Fast forward to 2020: The world failed to meet a single goal outlined in the agreement except one, to protect at least 17 percent of all land and inland waters ecosystems.
Reaching this milestone has encouraged eyes on a new prize—to protect 30 percent of Earth’s land and seas by 2030. But even that effort might not be enough to prevent thousands of animals from extinction, according to a study published Monday in the journal PNAS. Scientists in the U.S., Britain, and Italy found that protected areas across the globe—such as national parks, wilderness areas, and nature reserves, which are mainstays of safeguarding biodiversity—are too small and not interconnected enough to guarantee the long term survival of many species.
As a result, the researchers estimate that between 44–65 percent of all non-flying mammals are unprotected and potentially threatened in some way.

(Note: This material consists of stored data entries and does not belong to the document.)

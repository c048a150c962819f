//! Server configuration.
//!
//! Loads configuration from environment variables with sensible defaults.
//! All settings can be overridden via `MASTERCLASS_*` environment variables.

use std::net::SocketAddr;

/// Path prefix the content API is mounted under unless overridden.
pub const DEFAULT_API_PREFIX: &str = "/make-server-9d7867d5";

const DEFAULT_PORT: u16 = 8300;

/// Server configuration.
#[derive(Clone)]
pub struct ServerConfig {
    /// Address to bind the HTTP listener to.
    pub bind_addr: SocketAddr,
    /// Storage backend type.
    pub storage_backend: StorageBackendType,
    /// Log level filter (e.g., `info`, `debug`, `warn`).
    pub log_level: String,
    /// Bearer credential the content API requires. `None` leaves the API open.
    pub api_key: Option<String>,
    /// Path prefix of the content API, with a leading `/` and no trailing `/`.
    pub api_prefix: String,
}

impl std::fmt::Debug for ServerConfig {
    fn fmt(&self, f: &mut std::fmt::Formatter<'_>) -> std::fmt::Result {
        f.debug_struct("ServerConfig")
            .field("bind_addr", &self.bind_addr)
            .field("storage_backend", &self.storage_backend)
            .field("log_level", &self.log_level)
            .field("api_key", &self.api_key.as_ref().map(|_| "[redacted]"))
            .field("api_prefix", &self.api_prefix)
            .finish()
    }
}

/// Supported storage backend types.
#[derive(Debug, Clone, PartialEq, Eq)]
pub enum StorageBackendType {
    /// In-memory (development only, data lost on restart).
    Memory,
    /// `RocksDB` persistent storage.
    RocksDb { path: String },
}

impl Default for ServerConfig {
    fn default() -> Self {
        Self {
            bind_addr: SocketAddr::from(([127, 0, 0, 1], DEFAULT_PORT)),
            storage_backend: StorageBackendType::Memory,
            log_level: "info".to_owned(),
            api_key: None,
            api_prefix: DEFAULT_API_PREFIX.to_owned(),
        }
    }
}

impl ServerConfig {
    /// Load configuration from environment variables.
    ///
    /// Environment variables:
    /// - `PORT`: port to bind on (binds to `0.0.0.0`)
    /// - `MASTERCLASS_BIND_ADDR`: full bind address (overrides `PORT`, default: `127.0.0.1:8300`)
    /// - `MASTERCLASS_STORAGE`: `memory` or `rocksdb` (default: `memory`)
    /// - `MASTERCLASS_STORAGE_PATH`: path for persistent backends (default: `./data`)
    /// - `MASTERCLASS_LOG_LEVEL`: log filter (default: `info`)
    /// - `MASTERCLASS_API_KEY`: bearer credential for the content API (optional)
    /// - `MASTERCLASS_API_PREFIX`: content API path prefix (default: `/make-server-9d7867d5`)
    #[must_use]
    pub fn from_env() -> Self {
        Self::from_lookup(|name| std::env::var(name).ok())
    }

    /// Build a configuration from an arbitrary variable lookup.
    pub fn from_lookup(lookup: impl Fn(&str) -> Option<String>) -> Self {
        let defaults = Self::default();

        // Priority: MASTERCLASS_BIND_ADDR > PORT > default
        let bind_addr = if let Some(addr) = lookup("MASTERCLASS_BIND_ADDR") {
            addr.parse().unwrap_or(defaults.bind_addr)
        } else if let Some(port) = lookup("PORT") {
            let port: u16 = port.parse().unwrap_or(DEFAULT_PORT);
            SocketAddr::from(([0, 0, 0, 0], port))
        } else {
            defaults.bind_addr
        };

        let storage_path =
            lookup("MASTERCLASS_STORAGE_PATH").unwrap_or_else(|| "./data".to_owned());

        let storage_backend = match lookup("MASTERCLASS_STORAGE")
            .unwrap_or_else(|| "memory".to_owned())
            .to_lowercase()
            .as_str()
        {
            "rocksdb" => StorageBackendType::RocksDb { path: storage_path },
            _ => StorageBackendType::Memory,
        };

        let log_level = lookup("MASTERCLASS_LOG_LEVEL").unwrap_or(defaults.log_level);

        let api_key = lookup("MASTERCLASS_API_KEY").filter(|k| !k.trim().is_empty());

        let api_prefix = lookup("MASTERCLASS_API_PREFIX")
            .map_or(defaults.api_prefix, |p| normalize_prefix(&p));

        Self {
            bind_addr,
            storage_backend,
            log_level,
            api_key,
            api_prefix,
        }
    }
}

impl ServerConfig {
    /// Reject settings the router cannot mount.
    ///
    /// # Errors
    ///
    /// Returns an error if the API prefix contains anything besides
    /// unreserved URL characters and `/`, or an empty segment. Route syntax
    /// such as `:id`, `*rest` or `{param}` is never a valid prefix.
    pub fn validate(&self) -> anyhow::Result<()> {
        if let Some(bad) = self.api_prefix.chars().find(|c| !is_prefix_char(*c)) {
            anyhow::bail!(
                "MASTERCLASS_API_PREFIX {:?} contains unsupported character {bad:?}",
                self.api_prefix
            );
        }
        if self.api_prefix.contains("//") {
            anyhow::bail!(
                "MASTERCLASS_API_PREFIX {:?} contains an empty path segment",
                self.api_prefix
            );
        }
        Ok(())
    }
}

fn is_prefix_char(c: char) -> bool {
    c.is_ascii_alphanumeric() || matches!(c, '-' | '_' | '.' | '~' | '/')
}

/// Force a leading `/` and strip trailing ones. An empty prefix mounts the
/// API at the root.
fn normalize_prefix(raw: &str) -> String {
    let trimmed = raw.trim().trim_matches('/');
    if trimmed.is_empty() {
        String::new()
    } else {
        format!("/{trimmed}")
    }
}

#[cfg(test)]
mod tests {
    use std::collections::HashMap;

    use super::*;

    fn config(vars: &[(&str, &str)]) -> ServerConfig {
        let vars: HashMap<String, String> = vars
            .iter()
            .map(|(k, v)| ((*k).to_owned(), (*v).to_owned()))
            .collect();
        ServerConfig::from_lookup(|name| vars.get(name).cloned())
    }

    #[test]
    fn defaults_without_environment() {
        let cfg = config(&[]);
        assert_eq!(cfg.bind_addr, SocketAddr::from(([127, 0, 0, 1], 8300)));
        assert_eq!(cfg.storage_backend, StorageBackendType::Memory);
        assert_eq!(cfg.log_level, "info");
        assert_eq!(cfg.api_key, None);
        assert_eq!(cfg.api_prefix, DEFAULT_API_PREFIX);
    }

    #[test]
    fn bind_addr_beats_port() {
        let cfg = config(&[("MASTERCLASS_BIND_ADDR", "127.0.0.1:9000"), ("PORT", "7000")]);
        assert_eq!(cfg.bind_addr, SocketAddr::from(([127, 0, 0, 1], 9000)));

        let cfg = config(&[("PORT", "7000")]);
        assert_eq!(cfg.bind_addr, SocketAddr::from(([0, 0, 0, 0], 7000)));
    }

    #[test]
    fn rocksdb_uses_storage_path() {
        let cfg = config(&[
            ("MASTERCLASS_STORAGE", "RocksDB"),
            ("MASTERCLASS_STORAGE_PATH", "/var/lib/masterclass"),
        ]);
        assert_eq!(
            cfg.storage_backend,
            StorageBackendType::RocksDb {
                path: "/var/lib/masterclass".to_owned()
            }
        );
    }

    #[test]
    fn blank_api_key_is_ignored() {
        assert_eq!(config(&[("MASTERCLASS_API_KEY", "  ")]).api_key, None);
        assert_eq!(
            config(&[("MASTERCLASS_API_KEY", "s3cret")]).api_key.as_deref(),
            Some("s3cret")
        );
    }

    #[test]
    fn prefix_is_normalized() {
        assert_eq!(config(&[("MASTERCLASS_API_PREFIX", "api/")]).api_prefix, "/api");
        assert_eq!(config(&[("MASTERCLASS_API_PREFIX", "/")]).api_prefix, "");
    }

    #[test]
    fn route_syntax_in_prefix_is_rejected() {
        for prefix in [":v1", "*rest", "{x}", "api/{x}", "a b", "api//v1"] {
            let cfg = config(&[("MASTERCLASS_API_PREFIX", prefix)]);
            assert!(cfg.validate().is_err(), "{prefix} should be rejected");
        }
    }

    #[test]
    fn plain_prefixes_are_accepted() {
        assert!(config(&[]).validate().is_ok());
        for prefix in ["/api/v1", "make-server_1.0", "/"] {
            let cfg = config(&[("MASTERCLASS_API_PREFIX", prefix)]);
            assert!(cfg.validate().is_ok(), "{prefix} should be accepted");
        }
    }

    #[test]
    fn debug_redacts_api_key() {
        let cfg = config(&[("MASTERCLASS_API_KEY", "s3cret")]);
        let rendered = format!("{cfg:?}");
        assert!(!rendered.contains("s3cret"));
        assert!(rendered.contains("[redacted]"));
    }
}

The new paper looked at whether current protected areas were resilient enough to support animal life for the next 100 years. Using computer models, the researchers estimated the potential population size of an individual species within a specific protected area and how large this community would need to grow in order to endure. Among 3,800 land-bound mammals analyzed—which represent about 70 percent of all mammals—between 1,700 and 2,500 species were found to be underprotected by their protected areas. These animals were mostly found in the most biodiverse regions of the world such as Asia, Latin America, the Caribbean, and Africa.
“[These regions] all had both more underprotected mammal species and a higher proportion of their total mammal species underprotected than did other regions, with the exception of Oceania, which also had high levels of underprotection,” the authors wrote in their paper.
The researchers also found that a vast number of mammals currently listed as threatened by the International Union for Conservation of Nature (IUCN) are grossly underprotected by current protected areas. This included not just notable large animals like the African elephant and rhinoceros (both poached for their ivory), but also smaller ones like the African wild dog—threatened by habitat loss and poaching—and the Sri Lankan shrew, also threatened by habitat loss.
Over 1,000 animals of all sizes that aren’t considered threatened by the IUCN may also be underprotected. This includes the American bison, howler monkeys, the volcano shrew native to central Africa, and the short-faced mole native to China.
“Many of these smaller species in particular are poorly studied, lack detailed population data, and are unlikely to be the focus of current conservation efforts,” wrote the authors, explaining that if these animals start to disappear because of factors like habitat loss, it may be too late to protect them once we do decide to finally take notice.
We may think an obvious solution to the problem is by adding more land to a protected area, preventing deforestation, and easing off human development. That certainly would be helpful but the researchers say the economic trade-off might be a hard sell for low- and middle-income countries that don’t receive international aid.
Instead of focusing only on incorporating more land, the researchers suggest conservation efforts should involve strategic programs that identify the best locations for protected areas. These areas should be well-managed and connected so animals can move around and be less vulnerable to natural disasters, disease outbreaks, and most importantly, climate change, a well-established threat to the biodiversity of the planet.
Those efforts could be enough to stem the extinction of many species on the chopping block over the next century. But the clock is ticking.